Hilbert: Even though the stock market dropped, it hasn’t filtered through the channel to us yet. I don’t know what’s happening with mergers and acquisitions or studio investments. But as far as game publishing and licensing, we haven’t seen a big hit. Remember, most of the licensing that goes into China is for games that are finished or almost finished. When they pick up a game from the West for China, they’re expecting to recognize revenue in the next three months. Whenever revenues have been down with Western publishers in the past, be they console or PC or mobile, traditionally Western publishers get more aggressive at trying to do pickups and fill revenue gaps. We’re seeing that for high quality games. The biggest thing we’re starting to see, though, is that before the stock market dropped, Chinese companies stopped focusing on everything and started narrowing in on higher and higher quality games. The advances and guarantees have been increasing.
Before, you could show up with a casual game and they’d just put it up on their network and promote it – work on it, culturalize it, put in all the SDKs. Now they look at it and say, “It’s not worth our time. We don’t want to burn off users.” Rather than release three games that are okay, they’ll save their resources for one game that’s really good.
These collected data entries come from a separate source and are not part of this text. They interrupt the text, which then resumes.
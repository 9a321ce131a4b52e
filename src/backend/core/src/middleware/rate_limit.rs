//! Fixed-window rate limiting middleware.
//!
//! Counts requests per client identity in the shared store under
//! `rate:<identity>` keys. The count is an atomic increment-and-compare:
//! the store's `incr` sets the window TTL only when the key is created, so
//! concurrent requests can never double-admit or reset the window
//! mid-flight.
//!
//! # Example
//!
//! ```rust,ignore
//! use eventgate_core::middleware::rate_limit::{RateLimitLayer, RateLimitPolicy};
//!
//! let app = Router::new()
//!     .route("/api/v1/auth/login", post(login))
//!     .layer(RateLimitLayer::new(store, RateLimitPolicy::new(20, 60)));
//! ```

use axum::{
    body::Body,
    extract::{ConnectInfo, Request},
    http::{HeaderValue, StatusCode},
    response::{IntoResponse, Response},
    Json,
};
use futures::future::BoxFuture;
use metrics::counter;
use std::{
    net::SocketAddr,
    sync::Arc,
    task::{Context, Poll},
    time::Duration,
};
use tower::{Layer, Service};
use tracing::warn;

use crate::store::KeyValueStore;

use super::FailurePolicy;

// ═══════════════════════════════════════════════════════════════════════════════
// Policy
// ═══════════════════════════════════════════════════════════════════════════════

/// Per-route-group rate limit policy.
#[derive(Debug, Clone)]
pub struct RateLimitPolicy {
    /// Requests allowed per window
    pub limit: u32,

    /// Window length in seconds
    pub window_secs: u64,

    /// Behavior when the counter store is unreachable
    pub failure: FailurePolicy,

    /// Store key prefix
    pub key_prefix: String,
}

impl Default for RateLimitPolicy {
    fn default() -> Self {
        Self {
            limit: 10,
            window_secs: 60,
            failure: FailurePolicy::FailOpen,
            key_prefix: "rate:".to_string(),
        }
    }
}

impl RateLimitPolicy {
    pub fn new(limit: u32, window_secs: u64) -> Self {
        Self {
            limit,
            window_secs,
            ..Default::default()
        }
    }

    pub fn on_store_failure(mut self, failure: FailurePolicy) -> Self {
        self.failure = failure;
        self
    }

    pub fn key_prefix(mut self, prefix: impl Into<String>) -> Self {
        self.key_prefix = prefix.into();
        self
    }
}

// ═══════════════════════════════════════════════════════════════════════════════
// Client Identity
// ═══════════════════════════════════════════════════════════════════════════════

/// Derive the client identity for counting: first proxy header, then the
/// socket address, then a shared `"unknown"` bucket.
fn extract_client_id(request: &Request<Body>) -> String {
    // X-Forwarded-For carries a comma-separated chain; the first entry is
    // the originating client.
    if let Some(forwarded) = request
        .headers()
        .get("X-Forwarded-For")
        .and_then(|v| v.to_str().ok())
    {
        if let Some(client) = forwarded.split(',').next() {
            let client = client.trim();
            if !client.is_empty() {
                return client.to_string();
            }
        }
    }

    if let Some(real_ip) = request
        .headers()
        .get("X-Real-IP")
        .and_then(|v| v.to_str().ok())
    {
        let real_ip = real_ip.trim();
        if !real_ip.is_empty() {
            return real_ip.to_string();
        }
    }

    if let Some(ConnectInfo(addr)) = request.extensions().get::<ConnectInfo<SocketAddr>>() {
        return addr.ip().to_string();
    }

    "unknown".to_string()
}

// ═══════════════════════════════════════════════════════════════════════════════
// Tower Layer and Service
// ═══════════════════════════════════════════════════════════════════════════════

/// Rate limiting layer for Tower.
#[derive(Clone)]
pub struct RateLimitLayer {
    store: Arc<dyn KeyValueStore>,
    policy: Arc<RateLimitPolicy>,
}

impl RateLimitLayer {
    pub fn new(store: Arc<dyn KeyValueStore>, policy: RateLimitPolicy) -> Self {
        Self {
            store,
            policy: Arc::new(policy),
        }
    }
}

impl<S> Layer<S> for RateLimitLayer {
    type Service = RateLimitService<S>;

    fn layer(&self, inner: S) -> Self::Service {
        RateLimitService {
            inner,
            store: self.store.clone(),
            policy: self.policy.clone(),
        }
    }
}

/// Rate limiting middleware service.
#[derive(Clone)]
pub struct RateLimitService<S> {
    inner: S,
    store: Arc<dyn KeyValueStore>,
    policy: Arc<RateLimitPolicy>,
}

impl<S> Service<Request<Body>> for RateLimitService<S>
where
    S: Service<Request<Body>, Response = Response> + Clone + Send + 'static,
    S::Future: Send,
{
    type Response = Response;
    type Error = S::Error;
    type Future = BoxFuture<'static, Result<Self::Response, Self::Error>>;

    fn poll_ready(&mut self, cx: &mut Context<'_>) -> Poll<Result<(), Self::Error>> {
        self.inner.poll_ready(cx)
    }

    fn call(&mut self, request: Request<Body>) -> Self::Future {
        let store = self.store.clone();
        let policy = self.policy.clone();
        let mut inner = self.inner.clone();

        Box::pin(async move {
            let client_id = extract_client_id(&request);
            let key = format!("{}{}", policy.key_prefix, client_id);
            let window = Duration::from_secs(policy.window_secs);

            let count = match store.incr(&key, window).await {
                Ok(count) => count,
                Err(e) => match policy.failure {
                    FailurePolicy::FailOpen => {
                        warn!(error = %e, client = %client_id, "rate limit store unreachable, failing open");
                        counter!("rate_limit_store_failures_total").increment(1);
                        return inner.call(request).await;
                    }
                    FailurePolicy::FailClosed => {
                        warn!(error = %e, client = %client_id, "rate limit store unreachable, failing closed");
                        return Ok(store_unavailable_response());
                    }
                },
            };

            if count > policy.limit as u64 {
                counter!("rate_limit_rejected_total").increment(1);
                return Ok(rejected_response(&policy));
            }

            let mut response = inner.call(request).await?;
            let remaining = policy.limit as u64 - count;
            attach_rate_headers(&mut response, &policy, remaining);
            Ok(response)
        })
    }
}

fn rejected_response(policy: &RateLimitPolicy) -> Response {
    let body = serde_json::json!({
        "error": "Too many requests. Please try again later."
    });
    let mut response = (StatusCode::TOO_MANY_REQUESTS, Json(body)).into_response();
    if let Ok(retry) = HeaderValue::from_str(&policy.window_secs.to_string()) {
        response.headers_mut().insert("Retry-After", retry);
    }
    attach_rate_headers(&mut response, policy, 0);
    response
}

fn store_unavailable_response() -> Response {
    let body = serde_json::json!({ "error": "Service temporarily unavailable." });
    (StatusCode::SERVICE_UNAVAILABLE, Json(body)).into_response()
}

fn attach_rate_headers(response: &mut Response, policy: &RateLimitPolicy, remaining: u64) {
    let headers = response.headers_mut();
    if let Ok(limit) = HeaderValue::from_str(&policy.limit.to_string()) {
        headers.insert("X-RateLimit-Limit", limit);
    }
    if let Ok(remaining) = HeaderValue::from_str(&remaining.to_string()) {
        headers.insert("X-RateLimit-Remaining", remaining);
    }
    if let Ok(reset) = HeaderValue::from_str(&policy.window_secs.to_string()) {
        headers.insert("X-RateLimit-Reset", reset);
    }
}

// ═══════════════════════════════════════════════════════════════════════════════
// Tests
// ═══════════════════════════════════════════════════════════════════════════════

#[cfg(test)]
mod tests {
    use super::*;

    fn request_with_header(name: &str, value: &str) -> Request<Body> {
        Request::builder()
            .header(name, value)
            .body(Body::empty())
            .unwrap()
    }

    #[test]
    fn test_forwarded_for_takes_first_entry() {
        let request = request_with_header("X-Forwarded-For", "203.0.113.9, 10.0.0.1");
        assert_eq!(extract_client_id(&request), "203.0.113.9");
    }

    #[test]
    fn test_real_ip_fallback() {
        let request = request_with_header("X-Real-IP", "198.51.100.4");
        assert_eq!(extract_client_id(&request), "198.51.100.4");
    }

    #[test]
    fn test_socket_addr_fallback() {
        let mut request = Request::builder().body(Body::empty()).unwrap();
        let addr: SocketAddr = "192.0.2.7:52000".parse().unwrap();
        request.extensions_mut().insert(ConnectInfo(addr));
        assert_eq!(extract_client_id(&request), "192.0.2.7");
    }

    #[test]
    fn test_unknown_bucket() {
        let request = Request::builder().body(Body::empty()).unwrap();
        assert_eq!(extract_client_id(&request), "unknown");
    }

    #[test]
    fn test_default_policy() {
        let policy = RateLimitPolicy::default();
        assert_eq!(policy.limit, 10);
        assert_eq!(policy.window_secs, 60);
        assert_eq!(policy.failure, FailurePolicy::FailOpen);
        assert_eq!(policy.key_prefix, "rate:");
    }
}
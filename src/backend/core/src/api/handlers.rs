//! Request handlers.

use axum::{
    extract::{Query, State},
    http::HeaderMap,
    response::IntoResponse,
    Json,
};
use serde::Deserialize;

use crate::auth::TokenPair;
use crate::error::GateError;
use crate::middleware::CurrentUser;

use super::AppState;

#[derive(Debug, Deserialize)]
pub struct LoginRequest {
    pub email: String,
    pub password: String,
}

#[derive(Debug, Deserialize)]
pub struct RefreshRequest {
    pub refresh_token: String,
}

#[derive(Debug, Deserialize)]
pub struct VerifyEmailQuery {
    pub token: String,
}

pub async fn health_check() -> impl IntoResponse {
    Json(serde_json::json!({ "status": "ok" }))
}

pub async fn login(
    State(state): State<AppState>,
    Json(body): Json<LoginRequest>,
) -> Result<Json<TokenPair>, GateError> {
    let pair = state.sessions.login(&body.email, &body.password).await?;
    Ok(Json(pair))
}

pub async fn refresh(
    State(state): State<AppState>,
    Json(body): Json<RefreshRequest>,
) -> Result<impl IntoResponse, GateError> {
    let access_token = state.sessions.refresh(&body.refresh_token).await?;
    Ok(Json(serde_json::json!({ "access_token": access_token })))
}

/// The session layer has already verified the access token; it is read
/// back from the header here so it can be blacklisted.
pub async fn logout(
    State(state): State<AppState>,
    headers: HeaderMap,
    Json(body): Json<RefreshRequest>,
) -> Result<impl IntoResponse, GateError> {
    let access_token = headers
        .get(axum::http::header::AUTHORIZATION)
        .and_then(|v| v.to_str().ok())
        .and_then(|v| v.strip_prefix("Bearer "))
        .ok_or_else(|| GateError::unauthenticated("Access denied. No token provided."))?;

    state
        .sessions
        .logout(access_token, &body.refresh_token)
        .await?;

    Ok(Json(serde_json::json!({ "message": "Logged out successfully." })))
}

pub async fn verify_email(
    State(state): State<AppState>,
    Query(query): Query<VerifyEmailQuery>,
) -> Result<impl IntoResponse, GateError> {
    state.sessions.verify_email(&query.token).await?;
    Ok(Json(serde_json::json!({ "message": "Email verified." })))
}

pub async fn me(user: CurrentUser) -> impl IntoResponse {
    Json(serde_json::json!({ "id": user.id, "role": user.role.as_str() }))
}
I haven’t had one publisher mention, “Well, our stock is down. We’re getting a little nervous.” It hasn’t even come up. Maybe in a little bit?
GamesBeat: Do you think Westerners are going to grab a bigger share of the Chinese market?
Hilbert: I don’t know if Westerners exactly will have a greater share, but Western games might. A lot of times the Western games that are succeeding have Chinese partners. But it appears that way. The resources the Chinese publishers are starting to allocate to Western games, to really integrate them and work with them, are definitely increasing.
A lot of it is part of the learning curve, where Westerners are getting used to working with the Chinese and the Chinese are getting used to working with Westerners. We know what each other needs. The Chinese companies are getting better and better. It’s just like when American companies got better at working with third parties versus developing their own games. It’s a learning curve. We seem to be coming out of that learning curve in China. They’re taking Western games in through a pretty efficient process. They’re getting better at integrating and culturalizing these games. They’re asking more of the right questions.